> [BRIEF]:
Where does the word "fields" occur in the entries below? Copy every line that has it.

> [DATA EXTRACT]:

== == ==

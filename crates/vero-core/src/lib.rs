//! Core record machinery for CourtEvo Vero.
//!
//! Every board view is the same machine wearing a different record shape:
//! an ordered in-memory [`RecordStore`] seeded from literal rows, a
//! [`Form`] holding one transient draft plus its validation errors, and a
//! [`TableSpec`] binding records to tables, CSV, and printable documents.
//! This crate owns that machine; views only configure it.
//!
//! # Conventions
//!
//! - **Errors**: `thiserror` enums here, `anyhow::Result` at I/O edges.
//! - **Logging**: `tracing` macros (`warn!` on reference misses).

pub mod export;
pub mod fields;
pub mod form;
pub mod id;
pub mod store;
pub mod table;
pub mod validate;

pub use export::{to_csv, to_printable, write_export};
pub use fields::{FieldKind, FieldSpec};
pub use form::{DraftModel, EditTarget, FieldErrors, Form, SubmitOutcome, UnknownField};
pub use id::{IdGenerator, RecordId};
pub use store::{Record, RecordStore, StoreError};
pub use table::{Align, Column, TableSpec};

== == ==

> [SOLUTION TO THE EXERCISE]:
pub mod fields;
pub use fields::{FieldKind, FieldSpec};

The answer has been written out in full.